AZ Electronic Materials
- Company type: Subsidiary
- Industry: Chemicals
- Founded: c. 1950s
- Defunct: 2014
- Fate: Acquired
- Successor: Merck Group
- Headquarters: Luxembourg
- Key people: John Whybrow, Chairman Geoff Wild, CEO
- Products: Diazo and other chemicals used in the manufacture electronics
- Parent: Merck KGaA
- Website: www.azem.com

= AZ Electronic Materials =

AZ Electronic Materials was a Luxembourg specialty chemicals company that produced chemicals used in the manufacture electronics such as integrated circuits and flat panel displays. The company was acquired by Merck Group in 2014.

==History==
The company was established in the 1950s as a division of Hoechst (now Sanofi). The name of the company is derived from the organic compound diazo.

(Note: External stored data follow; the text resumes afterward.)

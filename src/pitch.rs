//! Tuning-deviation estimation from spectral peaks.
//!
//! Used by the chroma front end to align its filterbank with recordings
//! that are not tuned exactly to A440.

use crate::convert::{fft_frequencies, hz_to_octs};
use ndarray::Array2;

/// Lowest frequency considered by [`piptrack_from_power`].
pub const PIPTRACK_FMIN: f32 = 150.0;
/// Upper frequency bound (exclusive) considered by [`piptrack_from_power`].
pub const PIPTRACK_FMAX: f32 = 4000.0;
/// Peaks below this fraction of the frame maximum are ignored.
pub const PIPTRACK_THRESHOLD: f32 = 0.1;

/// Pitch tracking on thresholded parabolically-interpolated spectral peaks.
///
/// # Arguments
/// * `power` - Power spectrogram (n_fft/2 + 1, n_frames)
/// * `sr` - Sample rate
/// * `n_fft` - FFT size the spectrogram was computed with
/// * `fmin` / `fmax` - Frequency band searched for peaks, `[fmin, fmax)`
/// * `threshold` - Relative threshold against each frame's maximum
///
/// # Returns
/// Tuple of (pitches, magnitudes), both shaped like `power`. Bins that are
/// not peaks hold zero.
pub fn piptrack_from_power(
    power: &Array2<f32>,
    sr: u32,
    n_fft: usize,
    fmin: f32,
    fmax: f32,
    threshold: f32,
) -> (Array2<f32>, Array2<f32>) {
    let (n_freq, n_frames) = power.dim();
    let mut pitches = Array2::<f32>::zeros((n_freq, n_frames));
    let mut magnitudes = Array2::<f32>::zeros((n_freq, n_frames));
    if n_freq < 3 || n_frames == 0 || n_fft == 0 {
        return (pitches, magnitudes);
    }

    let freqs = fft_frequencies(sr, n_fft);
    let bin_hz = sr as f32 / n_fft as f32;

    for t in 0..n_frames {
        let column = power.column(t);
        let ref_value = threshold * column.iter().copied().fold(0.0f32, f32::max);
        let gated = |i: usize| {
            let v = column[i];
            if v > ref_value { v } else { 0.0 }
        };

        for bin in 1..n_freq - 1 {
            if freqs[bin] < fmin || freqs[bin] >= fmax {
                continue;
            }
            let (prev, curr, next) = (gated(bin - 1), gated(bin), gated(bin + 1));
            if !(curr > prev && curr >= next) {
                continue;
            }

            // Parabolic interpolation on the raw power values
            let (a, b, c) = (column[bin - 1], column[bin], column[bin + 1]);
            let avg = 0.5 * (c - a);
            let mut shift = 2.0 * b - c - a;
            if shift.abs() < f32::MIN_POSITIVE {
                shift += 1.0;
            }
            let shift = avg / shift;
            let dskew = 0.5 * avg * shift;

            pitches[(bin, t)] = (bin as f32 + shift) * bin_hz;
            magnitudes[(bin, t)] = b + dskew;
        }
    }

    (pitches, magnitudes)
}

/// Estimate tuning offset from a collection of detected pitches.
///
/// Residuals of each pitch against the equal-tempered grid are histogrammed
/// in steps of `resolution`; the left edge of the fullest bin is returned.
///
/// # Returns
/// Estimated tuning deviation in fractions of a bin, in range [-0.5, 0.5)
///
/// # Example
/// ```
/// use fretscribe::pitch::pitch_tuning;
///
/// let freqs = vec![440.0, 880.0, 220.0];
/// assert!(pitch_tuning(&freqs, 0.01, 12).abs() < 0.02);
/// ```
pub fn pitch_tuning(frequencies: &[f32], resolution: f32, bins_per_octave: usize) -> f32 {
    let valid: Vec<f32> = frequencies.iter().copied().filter(|&f| f > 0.0).collect();
    if valid.is_empty() || resolution <= 0.0 {
        return 0.0;
    }

    let n_bins = (1.0 / resolution).ceil() as usize;
    let mut histogram = vec![0usize; n_bins];
    for oct in hz_to_octs(&valid, 0.0, bins_per_octave) {
        let mut residual = (oct * bins_per_octave as f32).rem_euclid(1.0);
        if residual >= 0.5 {
            residual -= 1.0;
        }
        let idx = (((residual + 0.5) / resolution).floor() as usize).min(n_bins - 1);
        histogram[idx] += 1;
    }

    let peak = crate::utils::argmax(histogram.iter().map(|&c| c as f32)).unwrap_or(n_bins / 2);
    peak as f32 * resolution - 0.5
}

/// Estimate the tuning of a power spectrogram, in fractions of a chroma bin.
///
/// Peaks from [`piptrack_from_power`] whose magnitude reaches the median of
/// all peak magnitudes feed [`pitch_tuning`]. A spectrogram without peaks
/// yields 0.0.
pub fn estimate_tuning_from_power(
    power: &Array2<f32>,
    sr: u32,
    n_fft: usize,
    resolution: f32,
    bins_per_octave: usize,
) -> f32 {
    let (pitches, magnitudes) = piptrack_from_power(
        power,
        sr,
        n_fft,
        PIPTRACK_FMIN,
        PIPTRACK_FMAX,
        PIPTRACK_THRESHOLD,
    );

    let mut mags: Vec<f32> = pitches
        .iter()
        .zip(magnitudes.iter())
        .filter(|(p, _)| **p > 0.0)
        .map(|(_, m)| *m)
        .collect();
    if mags.is_empty() {
        return 0.0;
    }
    mags.sort_by(f32::total_cmp);
    let threshold = median_sorted(&mags);

    let selected: Vec<f32> = pitches
        .iter()
        .zip(magnitudes.iter())
        .filter(|(p, m)| **p > 0.0 && **m >= threshold)
        .map(|(p, _)| *p)
        .collect();

    pitch_tuning(&selected, resolution, bins_per_octave)
}

fn median_sorted(sorted: &[f32]) -> f32 {
    let n = sorted.len();
    if n % 2 == 1 {
        sorted[n / 2]
    } else {
        0.5 * (sorted[n / 2 - 1] + sorted[n / 2])
    }
}

#[cfg(test)]
mod tests {
    use super::*;
    use crate::io;
    use crate::spectrum::{StftConfig, power_spectrogram, stft};

    fn power_of(y: &[f32]) -> Array2<f32> {
        power_spectrogram(&stft(y, &StftConfig::hann(2048, 512)).unwrap())
    }

    #[test]
    fn piptrack_finds_a440() {
        let power = power_of(&io::tone(440.0, 22050, 0.5));
        let (pitches, _) = piptrack_from_power(&power, 22050, 2048, 150.0, 4000.0, 0.1);
        let mid = pitches.shape()[1] / 2;
        let found: Vec<f32> = pitches.column(mid).iter().copied().filter(|&p| p > 0.0).collect();
        assert!(found.iter().any(|p| (p - 440.0).abs() < 3.0), "{found:?}");
    }

    #[test]
    fn tuned_tone_has_small_deviation() {
        let power = power_of(&io::tone(440.0, 22050, 1.0));
        let tuning = estimate_tuning_from_power(&power, 22050, 2048, 0.01, 12);
        assert!(tuning.abs() < 0.1, "tuning {tuning}");
    }

    #[test]
    fn sharp_tone_has_positive_deviation() {
        // a quarter tone sharp of A4
        let freq = 440.0 * 2.0f32.powf(0.25 / 12.0);
        let power = power_of(&io::tone(freq, 22050, 1.0));
        let tuning = estimate_tuning_from_power(&power, 22050, 2048, 0.01, 12);
        assert!(tuning > 0.1 && tuning < 0.4, "tuning {tuning}");
    }

    #[test]
    fn silence_has_zero_deviation() {
        let power = power_of(&vec![0.0; 4096]);
        assert_eq!(estimate_tuning_from_power(&power, 22050, 2048, 0.01, 12), 0.0);
    }

    #[test]
    fn pitch_tuning_ignores_non_positive() {
        assert_eq!(pitch_tuning(&[0.0, -5.0], 0.01, 12), 0.0);
    }
}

In 1997 it was acquired by Clariant, a Swiss specialty chemicals business and in 2004 it was bought with funds controlled by the Carlyle Group. Vestar Capital Partners took a stake in the company in 2007.

In October 2010 it was first listed on the London Stock Exchange.

On 2 May 2014, Merck KGaA announced the successful acquisition of AZ Electronic Materials.

==Operations==
The Company produces and sells specialty chemical materials used in the manufacture of integrated circuits and flat panel displays.